Leading Industrial Mixer Manufacturers

When materials need to be broken down, manufacturers use mixers. A mixer can be any machine that can blend, homogenize, or emulsify a various type of materials into a single substance. Mixers—also known as blenders—are capable of thoroughly combining any liquid or solid that a final product requires. Read More…

Mixers When materials need to be broken down, manufacturers use mixers. A mixer can be any machine that can blend, homogenize, or emulsify a various type of materials into a single substance.

As a world leader in industrial mixer manufacturing, KADY International offers high-performance industrial mixing machinery including top and bottom entry batch mixers, high shear mixers and chemical mixers.

KADY International $$$

Frain Industries is the world’s largest provider of high quality processing machinery! We offer a wide variety of mixers based on the product and volume our customers require.
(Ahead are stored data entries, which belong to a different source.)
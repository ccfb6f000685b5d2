//! CSV export route handler.

use axum::extract::{Path, Query, State};
use axum::http::header;
use axum::response::{IntoResponse, Response};
use serde::Deserialize;
use tower_sessions::Session;
use tracing::instrument;

use cartpool_core::{Item, OrderId};

use crate::db::ItemRepository;
use crate::error::{AppError, Result};
use crate::services::IdentityService;
use crate::services::export::{ExportGroup, export_csv};
use crate::state::AppState;

use super::load_order;

/// Query parameters for the export download.
#[derive(Debug, Default, Deserialize)]
pub struct ExportQuery {
    #[serde(default)]
    pub group_by: ExportGroup,
}

/// Download the order as CSV.
///
/// GET /orders/{id}/export?group_by=person|product
///
/// While privacy is active only admins may export, since the file contains
/// every participant's items. The export itself is never filtered: whoever
/// may export sees all of it, that being the point of the file.
#[instrument(skip(state, session), fields(order_id = %id, group_by = ?query.group_by))]
pub async fn download(
    State(state): State<AppState>,
    session: Session,
    Path(id): Path<OrderId>,
    Query(query): Query<ExportQuery>,
) -> Result<Response> {
    let order = load_order(&state, id).await?;
    let identity = IdentityService::new(&session).resolve(&order).await?;
    if order.privacy_active() && !identity.is_admin() {
        return Err(AppError::Forbidden(
            "only admins can export this order".to_owned(),
        ));
    }

    let items: Vec<Item> = ItemRepository::new(state.pool())
        .list_for_order(order.id)
        .await?;
    let export = export_csv(&order, &items, query.group_by)?;

    tracing::info!(order_id = %order.id, rows = items.len(), "order exported");
    let headers = [
        (
            header::CONTENT_TYPE,
            "text/csv; charset=utf-8".to_owned(),
        ),
        (
            header::CONTENT_DISPOSITION,
            format!("attachment; filename=\"{}\"", export.filename),
        ),
    ];
    Ok((headers, export.body).into_response())
}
Frain Industries, Inc. $$$

Ross is a manufacturer of industrial mixing, blending and dispersion equipment since 1842. We offer sanitary, standard and custom equipment designed to meet the varied mixing requirements of our customers from virtually all the process industries. Our plants in the United States, China and India are all fully equipped with advanced engineering and production tools. In the US alone, we operate ...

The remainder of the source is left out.